In This Article:

1. Average property prices in Spain inch up again over summer

Average property prices in Spain inch up again over summer

Spanish banks are more willing to lend would-be buyers, helping to create more demand, which in turn has pushed up prices.

Spanish banks are now more willing to lend to would-be buyers, helping to create more demand, which in turn has pushed up prices.

The average cost of a house in Spain hasincreased by around 2% over the 12 months ending June 30, according to new data published by the country’s Ministry of Development.

The figures show that a typical square metre patch of property now costs €1,506 –which is the first time since mid-2013 that housing has broken the €1,500 per-square-metre barrier. The latest data also reveals that this is the fifth successive quarter where property prices were higher than a year previously – bucking a six-year trend where the opposite was true…
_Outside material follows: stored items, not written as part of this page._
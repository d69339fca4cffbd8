//! High-level, ergonomic library API: validate the working folder, fetch the three
//! true-color bands, stretch and compose them, write the composite and the overview
//! map. Prefer these entrypoints over the low-level modules when integrating.
use std::collections::BTreeMap;
use std::path::{Path, PathBuf};

use ndarray::Array2;
use tracing::{debug, info, warn};

use crate::core::params::TrueColorParams;
use crate::core::processing::composite::interleaved;
use crate::core::processing::pipeline::{TrueColorComposite, stretch_truecolor};
use crate::error::{Error, Result};
use crate::io::fetch::{FetchConfig, Fetcher, SceneSource, is_remote};
use crate::io::gdal::RasterReader;
use crate::io::writers::jpeg::{DEFAULT_QUALITY, write_rgb_jpeg};
use crate::io::writers::metadata::{CompositeMetadata, embed_tiff_metadata, write_json_sidecar};
use crate::io::writers::tiff::write_tiff_rgb_u8;
use crate::io::writers::worldfile::{write_prj_file, write_world_file};
use crate::render::overview::{
    Annotation, Basemap, MapOptions, NATURAL_EARTH_COASTLINE_50M, NATURAL_EARTH_LAND_50M, write_overview,
};
use crate::render::viewer::Viewer;
use crate::types::{Band, GeoBounds, OutputFormat};

/// Overview map settings for a run
#[derive(Debug, Clone)]
pub struct MapSettings {
    pub options: MapOptions,
    /// Basemap layers drawn in order: local vector files or URLs, which are
    /// downloaded into the working folder and cached like the band files
    pub basemap: Vec<String>,
    pub annotations: Vec<Annotation>,
    pub file_name: String,
}

impl Default for MapSettings {
    fn default() -> Self {
        Self {
            options: MapOptions::default(),
            basemap: vec![
                NATURAL_EARTH_LAND_50M.to_string(),
                NATURAL_EARTH_COASTLINE_50M.to_string(),
            ],
            annotations: vec![Annotation::tokyo()],
            file_name: "map.jpg".to_string(),
        }
    }
}

/// Everything a run needs; passed explicitly to every collaborator
#[derive(Debug, Clone)]
pub struct RunConfig {
    /// Folder the band files are cached in and outputs are written to
    pub working_folder: PathBuf,
    pub params: TrueColorParams,
    pub source: SceneSource,
    pub fetch: FetchConfig,
    pub format: OutputFormat,
    /// Composite file stem; the extension follows `format`
    pub output_stem: String,
    /// `None` skips the overview map
    pub map: Option<MapSettings>,
    /// Show the composite with the viewer when finished
    pub view: bool,
}

impl RunConfig {
    pub fn new(working_folder: impl Into<PathBuf>) -> Self {
        Self {
            working_folder: working_folder.into(),
            params: TrueColorParams::default(),
            source: SceneSource::default(),
            fetch: FetchConfig::default(),
            format: OutputFormat::Jpeg,
            output_stem: "tci".to_string(),
            map: Some(MapSettings::default()),
            view: false,
        }
    }
}

/// Result of writing a composite
#[derive(Debug, Clone)]
pub struct TrueColorOutput {
    pub image_path: PathBuf,
    /// Geodetic footprint of the red band
    pub bounds: GeoBounds,
    pub composite: TrueColorComposite,
}

/// Summary of a complete run
#[derive(Debug, Clone)]
pub struct RunReport {
    pub band_paths: BTreeMap<Band, PathBuf>,
    pub image_path: PathBuf,
    pub map_path: Option<PathBuf>,
    pub bounds: GeoBounds,
}

/// Fail early unless `path` is an existing, writable directory.
pub fn validate_working_folder(path: &Path) -> Result<()> {
    let invalid = |reason: &str| Error::InvalidWorkingFolder {
        path: path.to_path_buf(),
        reason: reason.to_string(),
    };
    if !path.exists() {
        return Err(invalid("does not exist"));
    }
    if !path.is_dir() {
        return Err(invalid("is not a directory"));
    }
    tempfile::tempfile_in(path).map_err(|e| invalid(&format!("is not writable ({e})")))?;
    Ok(())
}

/// Resolve the scene's three bands and make them available locally.
pub fn fetch_bands(config: &RunConfig) -> Result<BTreeMap<Band, PathBuf>> {
    validate_working_folder(&config.working_folder)?;
    let locators = config.source.resolve(&Band::ALL);
    let fetcher = Fetcher::new(&config.fetch)?;
    Ok(fetcher.fetch_bands(&locators, &config.working_folder)?)
}

struct LoadedBand {
    data: Array2<f64>,
    reader: RasterReader,
}

fn load_band(band: Band, path: &Path) -> Result<LoadedBand> {
    debug!("Reading {} band from {:?}", band, path);
    let reader = RasterReader::open(path)?;
    let data = reader.read_band(1)?;
    Ok(LoadedBand { data, reader })
}

/// Read, stretch and compose the three bands, then write the composite next to
/// the band files. Returns the written path and the red band's geodetic bounds.
pub fn create_truecolor(
    image_paths: &BTreeMap<Band, PathBuf>,
    params: &TrueColorParams,
    format: OutputFormat,
    output_stem: &str,
) -> Result<TrueColorOutput> {
    let path_of = |band: Band| {
        image_paths.get(&band).ok_or_else(|| Error::InvalidArgument {
            arg: "image_paths",
            value: format!("missing {} band", band),
        })
    };
    let red_path = path_of(Band::Red)?;
    let red = load_band(Band::Red, red_path)?;
    let green = load_band(Band::Green, path_of(Band::Green)?)?;
    let blue = load_band(Band::Blue, path_of(Band::Blue)?)?;

    let bounds = red.reader.geodetic_bounds()?;
    debug!("Red band geodetic bounds: {:?}", bounds);

    let composite = stretch_truecolor(red.data.view(), green.data.view(), blue.data.view(), params)?;

    let folder = red_path.parent().unwrap_or_else(|| Path::new("."));
    let image_path = folder.join(format!("{}.{}", output_stem, format.extension()));
    let meta = CompositeMetadata::new(
        composite.cols(),
        composite.rows(),
        params,
        image_paths,
        &composite.stats,
        bounds,
        red.reader.metadata.projection.clone(),
        red.reader.metadata.geotransform,
    );

    info!("Writing 8-bit true color image to {:?}", image_path);
    match format {
        OutputFormat::Jpeg => {
            write_rgb_jpeg(
                &image_path,
                composite.cols(),
                composite.rows(),
                &interleaved(&composite.rgb),
                DEFAULT_QUALITY,
            )?;
            write_world_file(&image_path, red.reader.metadata.geotransform)?;
            if !red.reader.metadata.wkt.is_empty() {
                write_prj_file(&image_path, &red.reader.metadata.wkt)?;
            }
            write_json_sidecar(&image_path, &meta)?;
        }
        OutputFormat::Tiff => {
            let mut ds = write_tiff_rgb_u8(&image_path, &composite.rgb)?;
            embed_tiff_metadata(&mut ds, &meta)?;
        }
    }

    Ok(TrueColorOutput {
        image_path,
        bounds,
        composite,
    })
}

/// Read every basemap layer of `settings`, fetching remote ones into the working folder.
pub fn load_basemap(settings: &MapSettings, config: &RunConfig) -> Result<Basemap> {
    let fetcher = if settings.basemap.iter().any(|l| is_remote(l)) {
        Some(Fetcher::new(&config.fetch)?)
    } else {
        None
    };
    let mut basemap = Basemap::default();
    for locator in &settings.basemap {
        let path = match &fetcher {
            Some(f) if is_remote(locator) => f.materialize(locator, &config.working_folder)?,
            _ => PathBuf::from(locator),
        };
        basemap.extend_from(&path)?;
    }
    Ok(basemap)
}

/// Full run: fetch → read → stretch ×3 → compose → write → map → optional view.
pub fn run(config: &RunConfig, viewer: Option<&dyn Viewer>) -> Result<RunReport> {
    let band_paths = fetch_bands(config)?;

    let output = create_truecolor(&band_paths, &config.params, config.format, &config.output_stem)?;

    let map_path = match &config.map {
        Some(settings) => {
            let basemap = load_basemap(settings, config)?;
            let path = config.working_folder.join(&settings.file_name);
            Some(write_overview(
                &path,
                &output.bounds,
                &basemap,
                &settings.annotations,
                &settings.options,
            )?)
        }
        None => None,
    };

    if config.view {
        match viewer {
            Some(viewer) => viewer.show(&output.image_path)?,
            None => warn!("Display requested but no viewer is available; skipping"),
        }
    }

    Ok(RunReport {
        band_paths,
        image_path: output.image_path,
        map_path,
        bounds: output.bounds,
    })
}

#[cfg(test)]
mod tests {
    use super::*;

    #[test]
    fn missing_folder_is_rejected() {
        let dir = tempfile::tempdir().unwrap();
        let err = validate_working_folder(&dir.path().join("nope")).unwrap_err();
        assert!(matches!(err, Error::InvalidWorkingFolder { .. }));
    }

    #[test]
    fn file_is_not_a_working_folder() {
        let dir = tempfile::tempdir().unwrap();
        let file = dir.path().join("f.txt");
        std::fs::write(&file, "x").unwrap();
        let err = validate_working_folder(&file).unwrap_err();
        assert!(err.to_string().contains("not a directory"));
    }

    #[test]
    fn writable_folder_passes() {
        let dir = tempfile::tempdir().unwrap();
        validate_working_folder(dir.path()).unwrap();
    }

    #[test]
    fn missing_band_path_is_an_argument_error() {
        let mut paths = BTreeMap::new();
        paths.insert(Band::Green, PathBuf::from("/x/g.TIF"));
        let err = create_truecolor(&paths, &TrueColorParams::default(), OutputFormat::Jpeg, "tci")
            .unwrap_err();
        assert!(matches!(err, Error::InvalidArgument { .. }));
    }

    #[test]
    fn default_map_uses_natural_earth_land_and_coastlines() {
        let settings = MapSettings::default();
        assert_eq!(settings.basemap.len(), 2);
        assert!(settings.basemap[0].ends_with("ne_50m_land.zip"));
        assert!(settings.basemap[1].ends_with("ne_50m_coastline.zip"));
        assert!(settings.basemap.iter().all(|l| is_remote(l)));
    }

    #[test]
    fn local_basemap_layers_are_read_in_place() {
        let dir = tempfile::tempdir().unwrap();
        let layer = dir.path().join("coast.geojson");
        std::fs::write(
            &layer,
            r#"{"type":"FeatureCollection","features":[{"type":"Feature","properties":{},
               "geometry":{"type":"LineString","coordinates":[[130,33],[140,36]]}}]}"#,
        )
        .unwrap();
        let work = tempfile::tempdir().unwrap();
        let config = RunConfig::new(work.path());
        let settings = MapSettings {
            basemap: vec![layer.to_string_lossy().to_string(); 2],
            ..MapSettings::default()
        };
        let basemap = load_basemap(&settings, &config).unwrap();
        assert_eq!(basemap.features.len(), 2);
        // nothing is copied into the working folder for local layers
        assert_eq!(std::fs::read_dir(work.path()).unwrap().count(), 0);
    }

    #[test]
    fn fetch_failure_surfaces_before_any_processing() {
        let dir = tempfile::tempdir().unwrap();
        let empty_source = tempfile::tempdir().unwrap();
        let mut config = RunConfig::new(dir.path());
        config.source = SceneSource::new(empty_source.path().to_string_lossy(), "NONE");
        let err = run(&config, None).unwrap_err();
        assert!(matches!(err, Error::Fetch(_)));
        assert!(!dir.path().join("tci.jpg").exists());
    }
}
 In short, property prices in Spain are no longer declining, but have stabilised and begun to increase nationwide. Some regions, such as the perennially popular Costa del Sol– have been registering price increases for longer, while the recovery in many of Spain’s inland regions, rarely visited by tourists or wealthy foreign buyers, languished in the doldrums.

Largely, that no longer appears to be the case. Spain’s economic recovery may be slow, but it is at least steady and tangible, delivering this year more jobs and greater employment security than it has done for nearly a decade. This, allied to greater confidence in the banking sector, has created a more conducive environment for buyers, thus leading to these price rises.

However, some regions such as Navarra, Aragón and the Basque Country, are still posting negative property price decreases, bucking the trend of elsewhere.

Further, while prices are now increasing, they are still some way below the peak levels seen in 2008, when the typical price paid for a square metre of property in Spain was €2,101. Today, housing values are some 28% below those levels, but mercifully above the lowest point of €1,456 per square metre registered in the third quarter of 2014.